An infrastructure bill for Delaware is moving through Congress

Last week, at a roundtable event celebrating “infrastructure week,” I was asked if President Trump made a mistake by not making infrastructure his first policy priority on January 21st, 2017 – and instead working to undermine the Affordable Care Act. My response: Absolutely.

From our transportation infrastructure including roads, highways and bridges, to our water infrastructure of waterways, ports, beaches and drinking water systems, these networks are the lifelines of our economy, and it’s not too late for those of us who are serious about making investments in our infrastructure to make progress. Investments in these networks don’t just create jobs, they support nearly every aspect of our daily lives, helping goods and people move more efficiently and delivering vital services like water and sewer systems and even storm and flood prevention and management.

In Delaware, the lowest lying state in the country, we rely on our water infrastructure more than most. Our port in Wilmington moves four million tons of cargo each year and supports 5,900 direct and indirect jobs and our coastline and beach communities employ 59,000 Delawareans – a full tenth of our total workforce. That’s why I’m not waiting for the president to invest in Delaware.

For months, I have been negotiating a bipartisan bill that invests in our country’s water infrastructure systems, including our port, our beaches and our drinking water systems across the First State. The America’s Water Infrastructure Act of 2018 reauthorizes the operations of the Army Corps of Engineers, which helps manage most of our nation’s waterways, ports, coasts and beaches, while also making a number of improvements in their operations that will help Delaware and states across the country better manage their water infrastructure in the years ahead.

Earlier this week, the Senate’s Environment and Public Works Committee, on which I serve as the top Democrat, voted unanimously, 21 in favor and zero opposed, to advance my water infrastructure legislation to be considered by the full Senate. At a time when partisanship has nearly brought Washington to a stand-still, this bipartisan bill, co-sponsored by Republicans John Barrasso (Wyoming) and Jim Inhofe (Oklahoma) and Democrat Ben Cardin (Maryland), focuses on something everyone can agree on – that investing in our water infrastructure is crucial for our economy and helps every American community.

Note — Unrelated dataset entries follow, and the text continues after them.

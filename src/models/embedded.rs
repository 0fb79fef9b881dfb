//! Embedded model definitions.
//!
//! The built-in table compiled into the binary. Prices are USD per
//! million tokens; `0.0` marks a free or unpublished price.

use crate::models::{ModelRecord, Provider};

/// Model used when a caller does not request one explicitly
pub const DEFAULT_MODEL: &str = "gpt-4o-mini";

/// Embedded model definition tuple: (provider, name, description, input_price, output_price)
pub type EmbeddedModel = (Provider, &'static str, &'static str, f64, f64);

/// All embedded model definitions, grouped by provider
pub static EMBEDDED_MODELS: &[EmbeddedModel] = &[
    // ============================================================
    // Google
    // ============================================================
    (
        Provider::Google,
        "gemini-2.0-flash",
        "Next-generation features, speed, and multimodal generation for a diverse variety of tasks.",
        0.10,
        0.40,
    ),
    (
        Provider::Google,
        "gemini-2.0-flash-lite",
        "A Gemini 2.0 Flash model optimized for cost efficiency and low latency.",
        0.05,
        0.20,
    ),
    (
        Provider::Google,
        "gemini-1.5-flash",
        "A fast and cost-effective model for rapid assessments. Highly recommended.",
        0.075,
        0.30,
    ),
    (
        Provider::Google,
        "gemini-1.5-pro",
        "A professional version of the Gemini model with enhanced capabilities.",
        1.25,
        5.00,
    ),
    // ============================================================
    // OpenAI
    // ============================================================
    (
        Provider::OpenAI,
        "gpt-4.1-nano",
        "Fastest, most cost-effective GPT-4.1 model",
        0.10,
        0.40,
    ),
    (
        Provider::OpenAI,
        "gpt-4.1-mini",
        "Balanced for intelligence, speed, and cost.",
        0.40,
        1.60,
    ),
    (
        Provider::OpenAI,
        "gpt-4.1",
        "Fast, intelligent, flexible GPT model.",
        2.00,
        8.00,
    ),
    (
        Provider::OpenAI,
        "o4-mini",
        "Faster, more affordable reasoning model.",
        1.10,
        4.40,
    ),
    (
        Provider::OpenAI,
        "gpt-4o-mini",
        "Fast, affordable small model for focused tasks.",
        0.150,
        0.600,
    ),
    (
        Provider::OpenAI,
        "o3-mini",
        "A small model alternative to o3.",
        1.10,
        4.40,
    ),
    // ============================================================
    // Anthropic
    // ============================================================
    (
        Provider::Anthropic,
        "claude-3-5-sonnet-20240620",
        "A sonnet model offering refined conversational capabilities.",
        3.00,
        15.00,
    ),
    (
        Provider::Anthropic,
        "claude-3-haiku-20240307",
        "A haiku model designed for concise and creative expression.",
        0.25,
        1.25,
    ),
    (
        Provider::Anthropic,
        "claude-3-5-sonnet-20241022",
        "An upgraded sonnet model with enhanced reasoning and computer use capabilities.",
        3.00,
        15.00,
    ),
    (
        Provider::Anthropic,
        "claude-3-5-haiku-20241022",
        "An upgraded haiku model with improved intelligence and performance.",
        0.50,
        2.50,
    ),
    (
        Provider::Anthropic,
        "claude-3-7-sonnet-20250224",
        "A hybrid reasoning model excelling in complex problem-solving, especially in math and coding.",
        3.00,
        15.00,
    ),
    // ============================================================
    // Mistral
    // ============================================================
    (
        Provider::Mistral,
        "open-codestral-mamba",
        "The first Mamba 2 open-source model, ideal for diverse tasks.",
        0.0,
        0.0,
    ),
    (Provider::Mistral, "pixtral-12b", "Version-capable small model.", 0.15, 0.15),
    (
        Provider::Mistral,
        "mistral-nemo",
        "State-of-the-art Mistral model trained specifically for code tasks.",
        0.15,
        0.15,
    ),
    (
        Provider::Mistral,
        "pixtral-12b-2409",
        "A 12B model with image understanding capabilities in addition to text.",
        0.0,
        0.0,
    ),
    (
        Provider::Mistral,
        "open-mistral-nemo",
        "A multilingual open-source model released in July 2024.",
        0.0,
        0.0,
    ),
    (
        Provider::Mistral,
        "mistral-large-latest",
        "Top-tier reasoning for high-complexity tasks, for your most sophisticated needs.",
        2.00,
        6.00,
    ),
    (
        Provider::Mistral,
        "mistral-small-latest",
        "Cost-efficient, fast, and reliable option for translation, summarization, and sentiment analysis.",
        0.20,
        0.60,
    ),
    (
        Provider::Mistral,
        "codestral-latest",
        "State-of-the-art Mistral model trained specifically for code tasks.",
        0.20,
        0.60,
    ),
    // No published output price
    (
        Provider::Mistral,
        "mistral-embed",
        "State-of-the-art semantic model for extracting text representations.",
        0.10,
        0.00,
    ),
    (Provider::Mistral, "ministral-3b-latest", "Most efficient edge model.", 0.04, 0.04),
    (
        Provider::Mistral,
        "ministral-8b-latest",
        "Powerful model for on-device use cases.",
        0.10,
        0.10,
    ),
    (
        Provider::Mistral,
        "mistral-nemo-latest",
        "A state-of-the-art 12B model with 128k context length, built in collaboration with NVIDIA.",
        1.50,
        4.50,
    ),
    (
        Provider::Mistral,
        "pixtral-large-latest",
        "Frontier-class multimodal model for image and text understanding.",
        2.50,
        7.50,
    ),
    (
        Provider::Mistral,
        "mistral-saba-latest",
        "Efficient model optimized for languages from the Middle East and South Asia.",
        1.00,
        3.00,
    ),
    // ============================================================
    // DeepInfra
    // ============================================================
    (
        Provider::DeepInfra,
        "meta-llama/Llama-3.2-3B-Instruct",
        "A 3B instruct model by Meta for instructional tasks.",
        0.15,
        0.45,
    ),
    (
        Provider::DeepInfra,
        "Qwen/Qwen2.5-72B-Instruct",
        "A large instruct model for various applications.",
        0.20,
        0.50,
    ),
    (
        Provider::DeepInfra,
        "google/gemma-2-9b-it",
        "Gemini model specialized for IT tasks, with a focus on performance.",
        0.10,
        0.30,
    ),
    (
        Provider::DeepInfra,
        "microsoft/WizardLM-2-8x22B",
        "An 8x22B model designed for advanced conversational applications.",
        0.25,
        0.75,
    ),
    (
        Provider::DeepInfra,
        "mistralai/Mistral-7B-Instruct-v0.3",
        "A 7B instruct model optimized for general tasks.",
        0.15,
        0.45,
    ),
    // ============================================================
    // DeepSeek
    // ============================================================
    (Provider::DeepSeek, "deepseek-chat", "", 0.014, 0.28),
];

/// Get all embedded models as ModelRecord instances
///
/// Every literal entry satisfies `ModelRecord::new`'s checks (see the
/// tests below), so entries that fail are skipped with an error log
/// rather than panicking.
pub fn embedded_models() -> Vec<ModelRecord> {
    EMBEDDED_MODELS
        .iter()
        .filter_map(|(provider, name, description, input, output)| {
            ModelRecord::new(*provider, *name, *description, *input, *output)
                .map_err(|e| tracing::error!("Skipping embedded model {name}: {e}"))
                .ok()
        })
        .collect()
}

#[cfg(test)]
mod tests {
    use super::*;

    #[test]
    fn test_embedded_models_count() {
        assert_eq!(EMBEDDED_MODELS.len(), 35);
        assert_eq!(embedded_models().len(), EMBEDDED_MODELS.len());
    }

    #[test]
    fn test_unique_names() {
        let mut seen = std::collections::HashSet::new();
        for (_, name, _, _, _) in EMBEDDED_MODELS {
            assert!(seen.insert(*name), "Duplicate model name '{name}'");
        }
    }

    #[test]
    fn test_prices_non_negative() {
        for (_, name, _, input, output) in EMBEDDED_MODELS {
            assert!(*input >= 0.0, "Negative input price for '{name}'");
            assert!(*output >= 0.0, "Negative output price for '{name}'");
        }
    }

    #[test]
    fn test_default_model_embedded() {
        assert!(EMBEDDED_MODELS
            .iter()
            .any(|(_, name, _, _, _)| *name == DEFAULT_MODEL));
    }

    #[test]
    fn test_all_providers_represented() {
        let providers: std::collections::HashSet<_> =
            embedded_models().iter().map(ModelRecord::provider).collect();

        for provider in Provider::ALL {
            assert!(providers.contains(&provider), "Missing {provider}");
        }
    }
}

Along with smart investments in water infrastructure across the country, this bill includes many of Delaware’s top priorities that will continue to drive our economy forward and positively impact every community across the First State. Specifically, in the bill:

  • We increase the existing height limit authorization for the deposit of dredge material from the Delaware River dredging project from 10 feet to 35 feet, a necessary development to expand the Port of Wilmington at the new Edgemoor location and double its annual output;
  • We create a new $50 million dollar program for groundwater and well water testing and treatment, and enhance Army Corps emergency assistance authorities to help Delaware communities recover faster, better and stronger after disasters;
  • We create a $25 million dollar water resiliency grant program to help Delaware communities invest in their drinking water infrastructure;
  • We authorize $75 million in appropriations for a new Mid-Atlantic beach nourishment and shoreline protection pilot program;
  • We permanently exempt beach renourishment projects from the Army Corps’ budget-to-cost calculations, which previously delayed or stopped a number of these projects;
  • We require the Army Corps to consider natural infrastructure alternatives – like the dune systems protecting Rehoboth and Bethany Beach – in studies addressing flood and storm damage reduction;
  • We require the Army Corps to maintain a balance sheet of local funding contributions and expenditures and to either return unspent state and local funds for use in future projects or apply those funds to another local project;
  • We push the Army Corps to complete feasibility studies for new projects in two years, including the “Delaware Back Bays” study, designed to help with inland flooding;
  • We reauthorize the Water Infrastructure Flexibility Act (WIFIA) which provides low-cost loans to states and look to enhance the drinking water and wastewater financing tool for local communities;
  • We authorize the Securing Required Funding for Water Infrastructure Now (SRF WIN) Act to allow rural and small communities to better leverage existing funding;
  • We invest in the development of a strong water utility workforce in Delaware and across the country;
  • We provide state and local leaders an increased role in prioritizing Army Corps projects; and,
  • We require the Army Corps to examine the Port of Wilmington and all ports of call as possible locations for offshore wind deployment.

Our water infrastructure legislation isn’t across the finish line yet, but our bipartisan efforts are helping us make progress where others have failed. In the end, I hope our work can be used as a model for the rest of Congress and that Delaware’s economy and communities will experience the benefits of this legislation for years to come.